3. 12:47 PM - Fourth floor (facility third floor), post partum equipment room, a hazardous area used to store a large quantity of combustible paper supplies, corridor door requires a self-closing device.
Exit interview with maintenance representative #1, and facility administrator on May 8, 2012, between 11:30 AM and 11:45 AM, confirmed the doors lacked self-closing devices.
B. Observation on May 8, 2012, at 10:43 AM, revealed the 1959 basement IT storage room, a hazardous area used to store combustible boxes, corridor door requires a self-closing device.

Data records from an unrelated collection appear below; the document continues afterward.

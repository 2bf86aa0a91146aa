//! Serialized form of a story graph.
//!
//! Authors write spreads as maps with optional fields; [`StoryDefinition`]
//! mirrors that shape and [`StoryGraph::from_definition`] turns it into the
//! tagged [`StoryNode`] form, rejecting illegal field combinations.
//!
//! [`StoryGraph::from_definition`]: crate::graph::StoryGraph::from_definition
//! [`StoryNode`]: crate::node::StoryNode

use std::collections::BTreeMap;

use flipbook_core::id::NodeId;
use serde::{Deserialize, Serialize};

use crate::error::StoryError;
use crate::node::StoryNode;

fn default_pages_per_spread() -> u32 {
    2
}

/// Top-level story document.
#[derive(Debug, Clone, Serialize, Deserialize)]
#[serde(deny_unknown_fields)]
pub struct StoryDefinition {
    /// The spread the reader opens on.
    pub start: NodeId,
    /// Printed pages per spread, used for the page indicator.
    #[serde(default = "default_pages_per_spread")]
    pub pages_per_spread: u32,
    /// All spreads keyed by id.
    pub nodes: BTreeMap<NodeId, NodeDefinition>,
}

/// The two targets of a decision point.
#[derive(Debug, Clone, Serialize, Deserialize)]
#[serde(deny_unknown_fields)]
pub struct ChoicesDefinition {
    /// Target for "yes".
    pub yes: NodeId,
    /// Target for "no".
    pub no: NodeId,
}

/// One spread as written by an author.
#[derive(Debug, Clone, Default, Serialize, Deserialize)]
#[serde(deny_unknown_fields)]
pub struct NodeDefinition {
    /// Forward edge of a linear spread.
    #[serde(default)]
    pub next: Option<NodeId>,
    /// Decision targets of a branch spread.
    #[serde(default)]
    pub choices: Option<ChoicesDefinition>,
    /// Marks a terminal spread.
    #[serde(default)]
    pub ending: bool,
    /// Overrides the derived backward edge.
    #[serde(default)]
    pub prev: Option<NodeId>,
}

impl NodeDefinition {
    /// Converts to a [`StoryNode`]. The `prev` edge is filled in later by
    /// graph validation.
    ///
    /// # Errors
    ///
    /// Returns `StoryError::MalformedNode` unless exactly one of `next`,
    /// `choices`, or `ending` is set, or if an ending declares `prev`.
    pub(crate) fn to_node(&self, id: &NodeId) -> Result<StoryNode, StoryError> {
        match (&self.next, &self.choices, self.ending) {
            (Some(next), None, false) => Ok(StoryNode::Linear {
                next: next.clone(),
                prev: None,
            }),
            (None, Some(choices), false) => Ok(StoryNode::Branch {
                yes: choices.yes.clone(),
                no: choices.no.clone(),
                prev: None,
            }),
            (None, None, true) if self.prev.is_none() => Ok(StoryNode::Ending),
            _ => Err(StoryError::MalformedNode(id.clone())),
        }
    }
}

/// Parses a story document from YAML.
///
/// # Errors
///
/// Returns `StoryError::Parse` if the document is not valid YAML for a story.
pub fn parse_yaml(source: &str) -> Result<StoryDefinition, StoryError> {
    Ok(serde_yaml::from_str(source)?)
}
//! The validated story graph.

use std::collections::{BTreeMap, BTreeSet};

use flipbook_core::effect::PageLabel;
use flipbook_core::id::NodeId;
use tracing::debug;

use crate::definition::{NodeDefinition, StoryDefinition, parse_yaml};
use crate::error::StoryError;
use crate::node::StoryNode;

/// Number of choice slots a reader carries.
pub const MAX_DECISIONS: u8 = 2;

/// How a spread can be reached from the one on display by flipping.
#[derive(Debug, Clone, Copy, PartialEq, Eq)]
pub enum Reach {
    /// Along `next` edges.
    Forward,
    /// Along `prev` edges.
    Backward,
}

/// A validated, immutable story graph.
#[derive(Debug, Clone)]
pub struct StoryGraph {
    start: NodeId,
    pages_per_spread: u32,
    nodes: BTreeMap<NodeId, StoryNode>,
    /// Longest distance from the start, in spreads.
    spread_index: BTreeMap<NodeId, u32>,
    /// Distinct numbers of decision points crossed on paths reaching a spread.
    decisions: BTreeMap<NodeId, BTreeSet<u8>>,
    spread_count: u32,
}

impl StoryGraph {
    /// Builds a graph from a parsed definition.
    ///
    /// # Errors
    ///
    /// Returns `StoryError` if a spread is malformed, an edge dangles, the
    /// forward edges form a cycle, a spread is unreachable, paths merge
    /// before an ending, an explicit `prev` is wrong, a path crosses more
    /// than two decisions, or the page total overflows.
    pub fn from_definition(definition: &StoryDefinition) -> Result<Self, StoryError> {
        if definition.nodes.is_empty() {
            return Err(StoryError::Empty);
        }
        if definition.pages_per_spread == 0 {
            return Err(StoryError::InvalidSpreadSize);
        }
        if !definition.nodes.contains_key(&definition.start) {
            return Err(StoryError::MissingStart(definition.start.clone()));
        }

        let mut nodes = BTreeMap::new();
        for (id, node_definition) in &definition.nodes {
            let node = node_definition.to_node(id)?;
            for target in node.successors() {
                if !definition.nodes.contains_key(target) {
                    return Err(StoryError::UnknownTarget {
                        from: id.clone(),
                        to: target.clone(),
                    });
                }
            }
            nodes.insert(id.clone(), node);
        }

        let order = topological_order(&definition.start, &nodes)?;
        if let Some(orphan) = nodes.keys().find(|id| !order.contains(id)) {
            return Err(StoryError::Unreachable(orphan.clone()));
        }

        let parents = parents_of(&nodes);
        for (id, node_definition) in &definition.nodes {
            if nodes[id].is_ending() {
                continue;
            }
            let node_parents = parents.get(id).map(Vec::as_slice).unwrap_or_default();
            let prev = match node_parents {
                [] => None,
                [only] => Some(only.clone()),
                // Whichever parent `prev` named, readers arriving through the
                // others would flip back off their own path.
                _ => return Err(StoryError::AmbiguousPrev(id.clone())),
            };
            if let Some(declared) = node_definition
                .prev
                .as_ref()
                .filter(|declared| prev.as_ref() != Some(*declared))
            {
                return Err(StoryError::InvalidPrev {
                    node: id.clone(),
                    prev: declared.clone(),
                });
            }
            if let Some(node) = nodes.get_mut(id) {
                node.set_prev(prev);
            }
        }

        let mut spread_index: BTreeMap<NodeId, u32> = BTreeMap::new();
        let mut decisions: BTreeMap<NodeId, BTreeSet<u8>> = BTreeMap::new();
        spread_index.insert(definition.start.clone(), 0);
        decisions.insert(definition.start.clone(), BTreeSet::from([0]));
        for id in &order {
            let depth = spread_index[id];
            let crossed = decisions[id].clone();
            let node = &nodes[id];
            let step = u8::from(node.is_branch());
            for child in node.successors() {
                let child_depth = spread_index.entry(child.clone()).or_insert(0);
                *child_depth = (*child_depth).max(depth + 1);
                let child_decisions = decisions.entry(child.clone()).or_default();
                for count in &crossed {
                    let total = count + step;
                    if total > MAX_DECISIONS {
                        return Err(StoryError::TooManyDecisions(child.clone()));
                    }
                    child_decisions.insert(total);
                }
            }
        }

        let spread_count = spread_index.values().copied().max().unwrap_or(0) + 1;
        if spread_count.checked_mul(definition.pages_per_spread).is_none() {
            return Err(StoryError::PageCountOverflow {
                spreads: spread_count,
                pages_per_spread: definition.pages_per_spread,
            });
        }
        debug!(
            start = %definition.start,
            spreads = nodes.len(),
            spread_count,
            "story graph loaded"
        );

        Ok(Self {
            start: definition.start.clone(),
            pages_per_spread: definition.pages_per_spread,
            nodes,
            spread_index,
            decisions,
            spread_count,
        })
    }

    /// Parses and validates a YAML story document.
    ///
    /// # Errors
    ///
    /// Returns `StoryError` on parse or validation failure.
    pub fn from_yaml(source: &str) -> Result<Self, StoryError> {
        Self::from_definition(&parse_yaml(source)?)
    }

    /// Builds the plain page-counter book: spreads `"1"` to `"n"`, each
    /// pointing to the next, the last one an ending.
    ///
    /// # Errors
    ///
    /// Returns `StoryError::Empty` when `spreads` is zero.
    pub fn linear(spreads: u32, pages_per_spread: u32) -> Result<Self, StoryError> {
        let nodes = (1..=spreads)
            .map(|n| {
                let node = if n == spreads {
                    NodeDefinition {
                        ending: true,
                        ..Default::default()
                    }
                } else {
                    NodeDefinition {
                        next: Some(NodeId::new((n + 1).to_string())),
                        ..Default::default()
                    }
                };
                (NodeId::new(n.to_string()), node)
            })
            .collect();
        Self::from_definition(&StoryDefinition {
            start: NodeId::from("1"),
            pages_per_spread,
            nodes,
        })
    }

    /// The spread the reader opens on.
    #[must_use]
    pub fn start(&self) -> &NodeId {
        &self.start
    }

    /// Looks up a spread.
    #[must_use]
    pub fn node(&self, id: &NodeId) -> Option<&StoryNode> {
        self.nodes.get(id)
    }

    /// All spreads, ordered by id.
    pub fn nodes(&self) -> impl Iterator<Item = (&NodeId, &StoryNode)> {
        self.nodes.iter()
    }

    /// All terminal spreads.
    pub fn endings(&self) -> impl Iterator<Item = &NodeId> {
        self.nodes
            .iter()
            .filter(|(_, node)| node.is_ending())
            .map(|(id, _)| id)
    }

    /// Numbers of decisions crossed on the paths that reach a spread.
    #[must_use]
    pub fn decisions_before(&self, id: &NodeId) -> Option<&BTreeSet<u8>> {
        self.decisions.get(id)
    }

    /// Number of spreads on the longest path.
    #[must_use]
    pub fn spread_count(&self) -> u32 {
        self.spread_count
    }

    /// "Pages X-Y of N" for a spread. The page total was checked to fit at
    /// load, and every spread index is below the spread count.
    #[must_use]
    pub fn page_label(&self, id: &NodeId) -> Option<PageLabel> {
        let index = *self.spread_index.get(id)?;
        let total = self.spread_count * self.pages_per_spread;
        Some(PageLabel {
            first: index * self.pages_per_spread + 1,
            last: ((index + 1) * self.pages_per_spread).min(total),
            total,
        })
    }

    /// Whether `to` can be reached from `from` by flipping straight along
    /// `next` or `prev` edges. Forward flips stop at decision points.
    #[must_use]
    pub fn reach(&self, from: &NodeId, to: &NodeId) -> Option<Reach> {
        if self.walk(from, to, StoryNode::next) {
            return Some(Reach::Forward);
        }
        if self.walk(from, to, StoryNode::prev) {
            return Some(Reach::Backward);
        }
        None
    }

    fn walk(&self, from: &NodeId, to: &NodeId, edge: fn(&StoryNode) -> Option<&NodeId>) -> bool {
        let mut cursor = from;
        // Acyclic, so the walk ends within one pass over the graph.
        for _ in 0..self.nodes.len() {
            match self.nodes.get(cursor).and_then(edge) {
                Some(step) if step == to => return true,
                Some(step) => cursor = step,
                None => return false,
            }
        }
        false
    }
}
//! Input and timer handling for one reader.
//!
//! The [`Reader`] routes host events to the title-screen parade or to the
//! navigation session, then applies whatever effects they produced.

use flipbook_core::error::NavigationError;
use flipbook_core::input::ReaderInput;
use flipbook_core::scheduler::{TimerChannel, TimerTicket};
use tracing::{debug, info};

use super::effects::{Collaborators, apply_effects};
use crate::domain::manifest::Comic;
use crate::domain::parade::Parade;
use crate::domain::session::ReaderSession;

/// Which screen the reader is on.
#[derive(Debug, Clone, Copy, PartialEq, Eq)]
pub enum ReaderMode {
    /// The title screen with the performer parade.
    Intro,
    /// The open book.
    Book,
}

/// A reader: the parade, the book, and which one has the screen.
#[derive(Debug)]
pub struct Reader {
    session: ReaderSession,
    parade: Parade,
    mode: ReaderMode,
}

impl Reader {
    /// Creates a reader. With `intro` set and performers to show, the reader
    /// opens on the title screen; otherwise the book is open from the start.
    #[must_use]
    pub fn new(comic: Comic, intro: bool) -> Self {
        let parade = Parade::new(comic.parade);
        let mode = if intro && comic.parade.performers > 0 {
            ReaderMode::Intro
        } else {
            ReaderMode::Book
        };
        Self {
            session: ReaderSession::new(comic),
            parade,
            mode,
        }
    }

    /// The navigation session.
    #[must_use]
    pub fn session(&self) -> &ReaderSession {
        &self.session
    }

    /// Which screen is showing.
    #[must_use]
    pub fn mode(&self) -> ReaderMode {
        self.mode
    }

    /// Presents the first screen.
    pub fn start(&mut self, c: &mut Collaborators<'_>) {
        match self.mode {
            ReaderMode::Intro => {
                self.parade.start();
                apply_effects(self.parade.drain_effects(), c);
            }
            ReaderMode::Book => apply_effects(self.session.drain_effects(), c),
        }
    }

    /// Handles a reader action. On the title screen, selecting a performer
    /// or restarting opens the book on its start spread.
    ///
    /// # Errors
    ///
    /// Returns `NavigationError` when the action was rejected. Rejected
    /// actions change nothing and are only logged; hosts may ignore them.
    pub fn handle_input(
        &mut self,
        input: ReaderInput,
        c: &mut Collaborators<'_>,
    ) -> Result<(), NavigationError> {
        let input_type = input.input_type();
        let result = self.route_input(input, c);
        if let Err(e) = &result {
            debug!(input = input_type, reason = %e, "input dropped");
        }
        result
    }

    /// Delivers a fired timer. Stale tickets are ignored.
    pub fn handle_timer(&mut self, ticket: TimerTicket, c: &mut Collaborators<'_>) {
        match ticket.channel {
            TimerChannel::Parade => {
                if self.parade.on_timer(ticket) {
                    apply_effects(self.parade.drain_effects(), c);
                }
            }
            TimerChannel::Flip | TimerChannel::Settle => {
                if self.session.complete(ticket, c.rng) {
                    apply_effects(self.session.drain_effects(), c);
                }
            }
        }
    }

    fn route_input(
        &mut self,
        input: ReaderInput,
        c: &mut Collaborators<'_>,
    ) -> Result<(), NavigationError> {
        if self.mode == ReaderMode::Intro {
            match input {
                ReaderInput::PerformerSelected(performer) => info!(performer, "book opened"),
                ReaderInput::RestartRequested => info!("book opened at the start"),
                _ => return Err(NavigationError::BookClosed),
            }
            self.open_book(c);
            return Ok(());
        }

        match input {
            ReaderInput::PrevRequested => self.session.retreat()?,
            ReaderInput::NextRequested => self.session.advance()?,
            ReaderInput::ChoiceMade(choice) => self.session.choose(choice)?,
            ReaderInput::RestartRequested => self.session.restart(),
            ReaderInput::SpreadSelected(target) => self.session.flip_to(&target)?,
            ReaderInput::PerformerSelected(_) => {}
        }
        apply_effects(self.session.drain_effects(), c);
        Ok(())
    }

    fn open_book(&mut self, c: &mut Collaborators<'_>) {
        self.parade.stop();
        self.mode = ReaderMode::Book;
        let mut effects = self.parade.drain_effects();
        effects.extend(self.session.drain_effects());
        apply_effects(effects, c);
    }
}

#[cfg(test)]
mod tests {
    use flipbook_core::effect::VisualState;
    use flipbook_core::id::NodeId;
    use flipbook_test_support::{ManualScheduler, MockRng, RecordingAudio, RecordingRenderer};

    use super::*;

    struct Host {
        renderer: RecordingRenderer,
        audio: RecordingAudio,
        scheduler: ManualScheduler,
        rng: MockRng,
    }

    impl Host {
        fn new() -> Self {
            Self {
                renderer: RecordingRenderer::default(),
                audio: RecordingAudio::default(),
                scheduler: ManualScheduler::default(),
                rng: MockRng,
            }
        }

        fn collaborators(&mut self) -> Collaborators<'_> {
            Collaborators {
                renderer: &mut self.renderer,
                audio: &mut self.audio,
                scheduler: &mut self.scheduler,
                rng: &mut self.rng,
            }
        }
    }

    #[test]
    fn test_intro_rejects_navigation_until_a_performer_is_selected() {
        // Arrange
        let mut host = Host::new();
        let mut reader = Reader::new(Comic::walrus().unwrap(), true);
        reader.start(&mut host.collaborators());

        // Act
        let rejected = reader.handle_input(ReaderInput::NextRequested, &mut host.collaborators());
        let opened =
            reader.handle_input(ReaderInput::PerformerSelected(1), &mut host.collaborators());

        // Assert
        assert_eq!(rejected, Err(NavigationError::BookClosed));
        assert_eq!(opened, Ok(()));
        assert_eq!(reader.mode(), ReaderMode::Book);
        assert_eq!(
            host.renderer.visual_state(&NodeId::from("1")),
            Some(VisualState::Active)
        );
        assert_eq!(host.renderer.performer_visible(1), Some(false));
    }

    #[test]
    fn test_restart_on_the_title_screen_opens_the_book() {
        // Arrange
        let mut host = Host::new();
        let mut reader = Reader::new(Comic::walrus().unwrap(), true);
        reader.start(&mut host.collaborators());

        // Act
        let result = reader.handle_input(ReaderInput::RestartRequested, &mut host.collaborators());

        // Assert
        assert_eq!(result, Ok(()));
        assert_eq!(reader.mode(), ReaderMode::Book);
        assert_eq!(reader.session().current(), &NodeId::from("1"));
        assert_eq!(
            host.renderer.visual_state(&NodeId::from("1")),
            Some(VisualState::Active)
        );
        assert_eq!(host.renderer.controls_visible(), Some(true));
        let (_, ticket) = host.scheduler.fire_next().unwrap();
        assert_eq!(ticket.channel, TimerChannel::Parade);
        reader.handle_timer(ticket, &mut host.collaborators());
        assert!(host.scheduler.fire_next().is_none());
    }

    #[test]
    fn test_parade_tickets_go_stale_once_the_book_opens() {
        let mut host = Host::new();
        let mut reader = Reader::new(Comic::walrus().unwrap(), true);
        reader.start(&mut host.collaborators());
        reader
            .handle_input(ReaderInput::PerformerSelected(0), &mut host.collaborators())
            .unwrap();
        let recorded = host.renderer.calls().len();

        let (_, ticket) = host.scheduler.fire_next().unwrap();
        reader.handle_timer(ticket, &mut host.collaborators());

        assert_eq!(ticket.channel, TimerChannel::Parade);
        assert_eq!(host.renderer.calls().len(), recorded);
        assert!(host.scheduler.fire_next().is_none());
    }

    #[test]
    fn test_book_mode_routes_inputs_to_the_session() {
        // Arrange
        let mut host = Host::new();
        let mut reader = Reader::new(Comic::walrus().unwrap(), false);
        reader.start(&mut host.collaborators());

        // Act
        reader
            .handle_input(ReaderInput::NextRequested, &mut host.collaborators())
            .unwrap();
        let (_, ticket) = host.scheduler.fire_next().unwrap();
        reader.handle_timer(ticket, &mut host.collaborators());

        // Assert
        assert_eq!(reader.session().current(), &NodeId::from("2"));
        assert_eq!(
            host.renderer.visual_state(&NodeId::from("1")),
            Some(VisualState::Inactive)
        );
        assert_eq!(
            reader.handle_input(ReaderInput::PerformerSelected(2), &mut host.collaborators()),
            Ok(())
        );
    }
}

Exit interview with maintenance representative #1, and facility administrator on May 8, 2012, between 11:30 AM and 11:45 AM, confirmed the door lacked a self-closing device.
Tag No.: K0077
Based on observation and interview, it was determined the facility failed to properly configure the piped-in medical gas distribution system on one of nine floors in this component.
Findings include:
A. Observation on May 8, 2012, between 9:30 AM and 10:00 AM, of the medical gas piping revealed the following:
1. 9:30 AM - First floor (facility ground floor) employee locker room, main east tower medical gas piping lacks required shut-off valves at the base of vertical risers.
2. 9:40 AM - First floor (facility ground floor) Emergency Department suite A, has medical gas zone valves improperly located within the zone being served.
3. 9:50 AM - First floor (facility ground floor) Emergency Department suite B, has medical gas zone valves improperly located within the zone being served.
4. 10:00 AM - First floor (facility ground floor) north hallway, medical gas piping lacks required shut-off valves at the base of vertical risers.
Exit interview with maintenance representative #1, and facility administrator on May 8, 2012, between 11:30 AM and 11:45 AM, confirmed the improper location of zone valves and the lack of shut-off valves.